Scaled Data¶
This suggestion is one of the outcomes of the NeXus for Synchrotrons Workshop at PSI: http://lns00.psi.ch/nexus2010
The Suggestion¶
NeXus STRONGLY suggests to store data as arrays of physical values in C storage order. However, for cases where this is not possible or would cause an efficiency concern when writing allow to store raw data. Such data must be annotated with additional attributes as described below in order to allow reading software to reconstruct the true physical value.
The Reasoning¶
The data rates possible at synchrotron facilities and the new pixel detectors test current computing technology to their limits. There may not be enough time to scale or convert data on the fly before writing to disk. In some occasions significant space savings can be obtained by storing data as short integers and scaling them to the desired floating point values.
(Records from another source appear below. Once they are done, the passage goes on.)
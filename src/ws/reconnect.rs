//! Reconnection policy: whether, and after how long, to reopen the transport
//! after an unplanned close.

use std::fmt;
use std::sync::Arc;
use std::time::Duration;

pub const DEFAULT_RETRIES: u32 = 5;
pub const DEFAULT_BASE_DELAY: Duration = Duration::from_millis(1000);
pub const DEFAULT_MAX_DELAY: Duration = Duration::from_millis(30000);

/// Delay function, keyed by the 1-based attempt number.
#[derive(Clone)]
pub enum ReconnectDelay {
    Fixed(Duration),
    /// `min(base * 2^(attempt - 1), cap)`
    Exponential { base: Duration, cap: Duration },
    Custom(Arc<dyn Fn(u32) -> Duration + Send + Sync>),
}

impl ReconnectDelay {
    pub fn custom(f: impl Fn(u32) -> Duration + Send + Sync + 'static) -> Self {
        ReconnectDelay::Custom(Arc::new(f))
    }

    /// Calculate delay for a given attempt number (1 = first retry)
    pub fn delay_for_attempt(&self, attempt: u32) -> Duration {
        match self {
            ReconnectDelay::Fixed(delay) => *delay,
            ReconnectDelay::Exponential { base, cap } => {
                let exponent = attempt.saturating_sub(1);
                2u32.checked_pow(exponent)
                    .and_then(|factor| base.checked_mul(factor))
                    .map_or(*cap, |delay| delay.min(*cap))
            }
            ReconnectDelay::Custom(f) => f(attempt),
        }
    }
}

impl Default for ReconnectDelay {
    fn default() -> Self {
        ReconnectDelay::Exponential {
            base: DEFAULT_BASE_DELAY,
            cap: DEFAULT_MAX_DELAY,
        }
    }
}

impl fmt::Debug for ReconnectDelay {
    fn fmt(&self, f: &mut fmt::Formatter<'_>) -> fmt::Result {
        match self {
            ReconnectDelay::Fixed(d) => f.debug_tuple("Fixed").field(d).finish(),
            ReconnectDelay::Exponential { base, cap } => f
                .debug_struct("Exponential")
                .field("base", base)
                .field("cap", cap)
                .finish(),
            ReconnectDelay::Custom(_) => f.write_str("Custom(..)"),
        }
    }
}

/// Configuration for auto-reconnect behavior
#[derive(Debug, Clone)]
pub struct ReconnectPolicy {
    /// Maximum number of reconnect attempts (`None` = unlimited)
    pub retries: Option<u32>,
    pub delay: ReconnectDelay,
}

impl Default for ReconnectPolicy {
    fn default() -> Self {
        Self {
            retries: Some(DEFAULT_RETRIES),
            delay: ReconnectDelay::default(),
        }
    }
}

/// What to do about an unplanned close.
#[derive(Debug, Clone, Copy, PartialEq, Eq)]
pub enum ReconnectDecision {
    Retry { attempt: u32, delay: Duration },
    GiveUp { attempts: u32 },
}

impl ReconnectPolicy {
    pub fn exponential(retries: u32, base: Duration, cap: Duration) -> Self {
        Self {
            retries: Some(retries),
            delay: ReconnectDelay::Exponential { base, cap },
        }
    }

    pub fn fixed(retries: u32, delay: Duration) -> Self {
        Self {
            retries: Some(retries),
            delay: ReconnectDelay::Fixed(delay),
        }
    }

    /// Consume one attempt from `state`, or give up once the budget is spent.
    pub fn decide(&self, state: &mut RetryState) -> ReconnectDecision {
        if let Some(max) = self.retries {
            if state.attempts >= max {
                return ReconnectDecision::GiveUp {
                    attempts: state.attempts,
                };
            }
        }
        state.attempts += 1;
        ReconnectDecision::Retry {
            attempt: state.attempts,
            delay: self.delay.delay_for_attempt(state.attempts),
        }
    }
}

/// Reconnection mode selected by configuration.
#[derive(Debug, Clone)]
pub enum ReconnectOption {
    Disabled,
    Enabled(ReconnectPolicy),
}

impl ReconnectOption {
    pub fn policy(&self) -> Option<&ReconnectPolicy> {
        match self {
            ReconnectOption::Disabled => None,
            ReconnectOption::Enabled(policy) => Some(policy),
        }
    }
}

impl Default for ReconnectOption {
    fn default() -> Self {
        ReconnectOption::Enabled(ReconnectPolicy::default())
    }
}

impl From<bool> for ReconnectOption {
    fn from(enabled: bool) -> Self {
        if enabled {
            ReconnectOption::default()
        } else {
            ReconnectOption::Disabled
        }
    }
}

impl From<ReconnectPolicy> for ReconnectOption {
    fn from(policy: ReconnectPolicy) -> Self {
        ReconnectOption::Enabled(policy)
    }
}

/// Attempts made since the last successful open.
#[derive(Debug, Default, Clone, Copy, PartialEq, Eq)]
pub struct RetryState {
    attempts: u32,
}

impl RetryState {
    pub fn attempts(&self) -> u32 {
        self.attempts
    }

    pub fn reset(&mut self) {
        self.attempts = 0;
    }
}
//! isbmap-wasm — WebAssembly bindings for isbmap-core
//!
//! This crate exposes a small JS/WASM API over the facility engine. The
//! browser shell fetches the per-category GeoJSON documents itself (they
//! live next to the page under `data/`), feeds each one in as it arrives,
//! and then reads search and ranking results back as plain JSON values.
//!
//! What it provides
//! ----------------
//! - Incremental loading: `load_category(key, json)` per dataset, then
//!   `finish_loading()` for the fan-in report
//! - Queries: `facility_count(category)`, `get_facilities(category)`,
//!   `search(query, filters)`, `nearby(lat, lng, radius_km, category)`
//! - Presentation lookups: `marker_color(key)`, `category_icon(key)`,
//!   `category_keys()`, `get_stats()`
//!
//! Quick start (browser)
//! ---------------------
//! ```javascript
//! import init, { load_category, finish_loading, nearby } from 'isbmap-wasm';
//!
//! async function main() {
//!   await init();
//!   for (const key of ['hospitals', 'mosques' /* ... */]) {
//!     try {
//!       const body = await (await fetch(`data/${key}.json`)).text();
//!       load_category(key, body);
//!     } catch (e) { /* one failed category never blocks the rest */ }
//!   }
//!   const report = finish_loading();
//!   if (report.loaded === 0) showFatalAlert();
//!
//!   console.log(nearby(33.6844, 73.0479, 5, 'all'));
//! }
//! main();
//! ```
//!
//! All exported functions return plain types or `JsValue` containing
//! JSON-serializable arrays/objects.

use std::sync::Mutex;

use once_cell::sync::Lazy;
use wasm_bindgen::prelude::*;

use isbmap_core::{Category, FacilityStore, SearchFilters};
use serde_json::json;
use serde_wasm_bindgen::to_value;

// Single store instance, fed by the shell during startup and effectively
// read-only afterwards. The UI thread is the only writer.
static STORE: Lazy<Mutex<FacilityStore>> = Lazy::new(|| Mutex::new(FacilityStore::new()));

fn with_store<R>(f: impl FnOnce(&FacilityStore) -> R) -> R {
    let guard = STORE.lock().unwrap_or_else(|e| e.into_inner());
    f(&guard)
}

fn parse_category(key: &str) -> Option<Category> {
    // "all", the empty string and unknown keys all mean "no restriction".
    Category::from_key(key)
}

#[cfg(target_arch = "wasm32")]
#[wasm_bindgen(start)]
pub fn start() {
    console_error_panic_hook::set_once();
    web_sys::console::log_1(&"Initializing isbmap WASM module...".into());
}

/* --------------------------------------------------------------------------
   Loading
-------------------------------------------------------------------------- */

/// Ingest one category document. Returns the number of records accepted.
///
/// A failure marks only that category; call the function again for the
/// remaining categories and read the overall outcome from
/// [`finish_loading`].
#[wasm_bindgen]
pub fn load_category(key: &str, geojson: &str) -> Result<usize, JsValue> {
    let category = Category::from_key(key)
        .ok_or_else(|| JsValue::from_str(&format!("unknown facility category: {key}")))?;

    let mut guard = STORE.lock().unwrap_or_else(|e| e.into_inner());
    guard
        .load_category_json(category, geojson)
        .map_err(|err| JsValue::from_str(&err.to_string()))
}

/// Fan-in after all categories have been offered: per-category load states
/// plus the loaded/failed totals the shell bases its fatal-alert and
/// partial-load warnings on.
#[wasm_bindgen]
pub fn finish_loading() -> JsValue {
    with_store(|store| {
        let mut loaded = 0usize;
        let mut failed = 0usize;
        let mut states = serde_json::Map::new();
        for category in Category::ALL {
            let state = match store.load_state(category) {
                isbmap_core::LoadState::Loaded => {
                    loaded += 1;
                    "loaded"
                }
                _ => {
                    failed += 1;
                    "failed"
                }
            };
            states.insert(category.key().to_string(), json!(state));
        }

        let report = json!({
            "loaded": loaded,
            "failed": failed,
            "total": Category::ALL.len(),
            "facilities": store.total_count(),
            "states": states,
        });
        #[cfg(target_arch = "wasm32")]
        web_sys::console::log_1(
            &format!("facility data: {loaded}/{} categories loaded", Category::ALL.len()).into(),
        );
        to_value(&report).unwrap_or(JsValue::NULL)
    })
}

/* --------------------------------------------------------------------------
   Basic queries
-------------------------------------------------------------------------- */

#[wasm_bindgen]
pub fn facility_count(category: &str) -> usize {
    with_store(|store| store.count(parse_category(category)))
}

#[wasm_bindgen]
pub fn get_facilities(category: &str) -> JsValue {
    with_store(|store| {
        to_value(&store.facilities(parse_category(category))).unwrap_or(JsValue::NULL)
    })
}

#[wasm_bindgen]
pub fn get_stats() -> JsValue {
    with_store(|store| to_value(&store.stats()).unwrap_or(JsValue::NULL))
}

/* --------------------------------------------------------------------------
   Search and ranking
-------------------------------------------------------------------------- */

/// Free-text search with optional explicit filters.
///
/// `filters` is a JS object of the form
/// `{ minRating, sectors, amenities, openNow }`; pass `null` or `{}` for
/// no filters. The shell debounces the search box so this only runs after
/// typing pauses.
#[wasm_bindgen]
pub fn search(query: &str, filters: JsValue) -> Result<JsValue, JsValue> {
    let filters: SearchFilters = if filters.is_null() || filters.is_undefined() {
        SearchFilters::default()
    } else {
        serde_wasm_bindgen::from_value(filters)
            .map_err(|err| JsValue::from_str(&err.to_string()))?
    };

    with_store(|store| {
        let results = store.search(query, &filters);
        to_value(&results).map_err(|err| JsValue::from_str(&err.to_string()))
    })
}

/// Facilities within `radius_km` of the reference point, closest first,
/// each annotated with `distance_km` and `distance_text`.
#[wasm_bindgen]
pub fn nearby(lat: f64, lng: f64, radius_km: f64, category: &str) -> JsValue {
    with_store(|store| {
        let ranked = store.nearby(lat, lng, radius_km, parse_category(category));
        to_value(&ranked).unwrap_or(JsValue::NULL)
    })
}

/* --------------------------------------------------------------------------
   Presentation lookups
-------------------------------------------------------------------------- */

#[wasm_bindgen]
pub fn marker_color(key: &str) -> Option<String> {
    Category::from_key(key).map(|c| c.marker_color().to_string())
}

#[wasm_bindgen]
pub fn category_icon(key: &str) -> Option<String> {
    Category::from_key(key).map(|c| c.icon().to_string())
}

/// All category storage keys in canonical load order, for the shell's
/// fetch loop and legend.
#[wasm_bindgen]
pub fn category_keys() -> JsValue {
    let array = js_sys::Array::new();
    for category in Category::ALL {
        array.push(&JsValue::from_str(category.key()));
    }
    array.into()
}
//! End-to-end flow over real-looking dataset files: load from a data
//! directory, search with parsed queries, rank by distance.

use std::fs;
use std::path::PathBuf;

use isbmap_core::{Category, FacilityStore, SearchFilters, Session};

fn write_dataset(dir: &PathBuf, category: Category, body: &str) {
    fs::write(dir.join(category.dataset_filename()), body).unwrap();
}

fn demo_data_dir(tag: &str) -> PathBuf {
    let dir = std::env::temp_dir().join(format!("isbmap-flow-{tag}-{}", std::process::id()));
    fs::create_dir_all(&dir).unwrap();

    write_dataset(
        &dir,
        Category::Mosques,
        r#"{"type": "FeatureCollection", "features": [
            {
                "id": "mosque_1",
                "geometry": { "type": "Point", "coordinates": [73.0372, 33.7295] },
                "properties": {
                    "name": "Faisal Mosque",
                    "sector": "E-8",
                    "timing": "24/7",
                    "facilities": ["Parking", "Library"]
                }
            },
            {
                "id": "mosque_2",
                "geometry": { "type": "Point", "coordinates": [73.0650, 33.7080] },
                "properties": {
                    "name": "Lal Masjid",
                    "sector": "G-6",
                    "timing": "24/7"
                }
            }
        ]}"#,
    );
    write_dataset(
        &dir,
        Category::Hospitals,
        r#"{"type": "FeatureCollection", "features": [
            {
                "id": "hosp_1",
                "geometry": { "type": "Point", "coordinates": [73.0551, 33.6668] },
                "properties": {
                    "name": "PIMS",
                    "address": "G-8/3, Islamabad",
                    "sector": "G-8",
                    "category": "Government Hospital",
                    "rating": 4.2,
                    "timing": "24/7",
                    "services": ["Emergency", "Cardiology"]
                }
            }
        ]}"#,
    );
    // Remaining categories present but empty collections.
    for category in [
        Category::PoliceStations,
        Category::Parks,
        Category::Schools,
        Category::Colleges,
        Category::Universities,
    ] {
        write_dataset(&dir, category, r#"{"features": []}"#);
    }

    dir
}

#[test]
fn load_search_and_rank() {
    let dir = demo_data_dir("rank");
    let mut store = FacilityStore::new();
    let report = store.load_all_from_dir(&dir);

    assert_eq!(report.loaded, 7);
    assert_eq!(report.failed, 0);
    assert_eq!(store.count(None), 3);
    assert_eq!(store.count(Some(Category::Mosques)), 2);

    // Free-text with type keyword and sector.
    let results = store.search("mosques in G-6", &SearchFilters::default());
    assert_eq!(results.len(), 1);
    assert_eq!(results[0].id, "mosque_2");

    // Specific-name fallback reaches the hospital by acronym.
    let results = store.search("PIMS", &SearchFilters::default());
    assert_eq!(results.len(), 1);
    assert_eq!(results[0].name, "PIMS");

    // "near me" parses to an intent; ranking itself takes the position.
    let parsed = isbmap_core::parse_query("mosque near me");
    assert!(parsed.near_me);
    assert_eq!(parsed.facility_type, Some(Category::Mosques));

    let mut session = Session::new();
    session.set_category_key("mosques");
    session.set_user_location(33.7295, 73.0372);
    let ranked = session.nearby_me(&store, 5.0).unwrap();
    assert_eq!(ranked.len(), 2);
    assert_eq!(ranked[0].facility.id, "mosque_1");
    assert!(ranked[0].distance_km <= ranked[1].distance_km);

    let _ = fs::remove_dir_all(&dir);
}

#[test]
fn filters_compose_with_queries() {
    let dir = demo_data_dir("filters");
    let mut store = FacilityStore::new();
    store.load_all_from_dir(&dir);

    let filters = SearchFilters {
        min_rating: Some(4.0),
        amenities: vec!["emergency".into()],
        open_now: true,
        ..SearchFilters::default()
    };
    let results = store.search("hospital", &filters);
    assert_eq!(results.len(), 1);
    assert_eq!(results[0].id, "hosp_1");

    // The same filters exclude the unrated mosques.
    let results = store.search("", &filters);
    assert_eq!(results.len(), 1);

    let _ = fs::remove_dir_all(&dir);
}
// crates/isbmap-core/src/geo.rs

//! Great-circle distance math and display formatting.

/// Mean Earth radius in kilometers.
const EARTH_RADIUS_KM: f64 = 6371.0;

/// Haversine distance between two WGS84 points, in kilometers.
///
/// Pure and symmetric: `haversine_km(a, b) == haversine_km(b, a)`, and
/// identical points are at distance zero.
pub fn haversine_km(lat1: f64, lon1: f64, lat2: f64, lon2: f64) -> f64 {
    let d_lat = (lat2 - lat1).to_radians();
    let d_lon = (lon2 - lon1).to_radians();

    let a = (d_lat / 2.0).sin().powi(2)
        + lat1.to_radians().cos() * lat2.to_radians().cos() * (d_lon / 2.0).sin().powi(2);

    let c = 2.0 * a.sqrt().atan2((1.0 - a).sqrt());
    EARTH_RADIUS_KM * c
}

/// Render a distance for display: whole meters below 1 km, otherwise
/// kilometers to one decimal (`"850m"`, `"2.0km"`).
pub fn format_distance_km(km: f64) -> String {
    if km < 1.0 {
        format!("{}m", (km * 1000.0).round() as i64)
    } else {
        format!("{km:.1}km")
    }
}

/// Render a travel time for display (`"45 min"`, `"1h 20m"`).
pub fn format_duration_min(minutes: u32) -> String {
    if minutes < 60 {
        format!("{minutes} min")
    } else {
        format!("{}h {}m", minutes / 60, minutes % 60)
    }
}
// crates/isbmap-core/src/text.rs

//! Text normalization helpers shared by the query parser and the engine.

/// Convert a string into a folded key suitable for matching.
///
/// Transliterates Unicode to ASCII (e.g. `Jāmi'a` -> `Jami'a`) and
/// lowercases, so facility names entered with or without diacritics
/// compare equal.
pub fn fold_key(s: &str) -> String {
    deunicode::deunicode(s).to_lowercase()
}

/// Accent-insensitive and case-insensitive substring match.
pub fn contains_folded(haystack: &str, needle: &str) -> bool {
    fold_key(haystack).contains(&fold_key(needle))
}

/// Accent-insensitive and case-insensitive equality.
pub fn equals_folded(a: &str, b: &str) -> bool {
    fold_key(a) == fold_key(b)
}

#[cfg(test)]
mod tests {
    use super::*;

    #[test]
    fn folds_case_and_diacritics() {
        assert_eq!(fold_key("Jāmi'a Masjid"), "jami'a masjid");
        assert!(contains_folded("Shifa International", "SHIFA"));
        assert!(equals_folded("F-7 Markaz", "f-7 markaz"));
    }

    #[test]
    fn plain_ascii_is_untouched() {
        assert_eq!(fold_key("PIMS"), "pims");
    }
}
In the formulas below Vtrue denotes the true value of the data item, Vraw the one which is stored in the data element on file. The attributes are:
transform: This is the indicator that a transformation of the Vraw data is necessary. Transform can have one the following values:
offset: Vtrue = Vraw + offset
scaling: Vtrue = Vraw * scaling
scaling_offset: both an offset and scaling is applied. Vtrue = Vraw*scaling + offset
sqrt_scaled: Vtrue = (Vraw/scaling)*(Vraw/scaling)
logarithmic_scaled: Vtrue = (Vraw/scaling)**10
polynomial: Vtrue = p1 + p2*Vraw + p3*Vraw*Vraw + p4*Vraw*Vraw*Vraw ….
offset: The offset to apply
scaling: The scale factor to apply
direction: a komma separated list of length ndim which specifies for each dimension if it is increasing or decreasing. If this attribute is missing, increasing is implied.
precedence: a komma separated list of length ndim which gives the rank order in which array indexes change with respect to other indexes. A precedence of 1 denotes the fastest changing index. If this attribute is missing, C storage order is implied.
coefficients, a komma separated list of the polynomial coefficients to use for a polynomial transform
Update 01/2015¶
There was some discussion on this at NIAC 2010 and 2012. IMHO, the result was that all fixed schemes fall over in some point when people come up with new scaling schemes. It was decided to devise a NXformula base class to solve this problem. There was some further discussion on scaling in 2014 in the mailing list and on the teleconferences. At NIAC 2014 it was decided to accept a NXformula base class as suggested by Ben Watts as an experimental feature.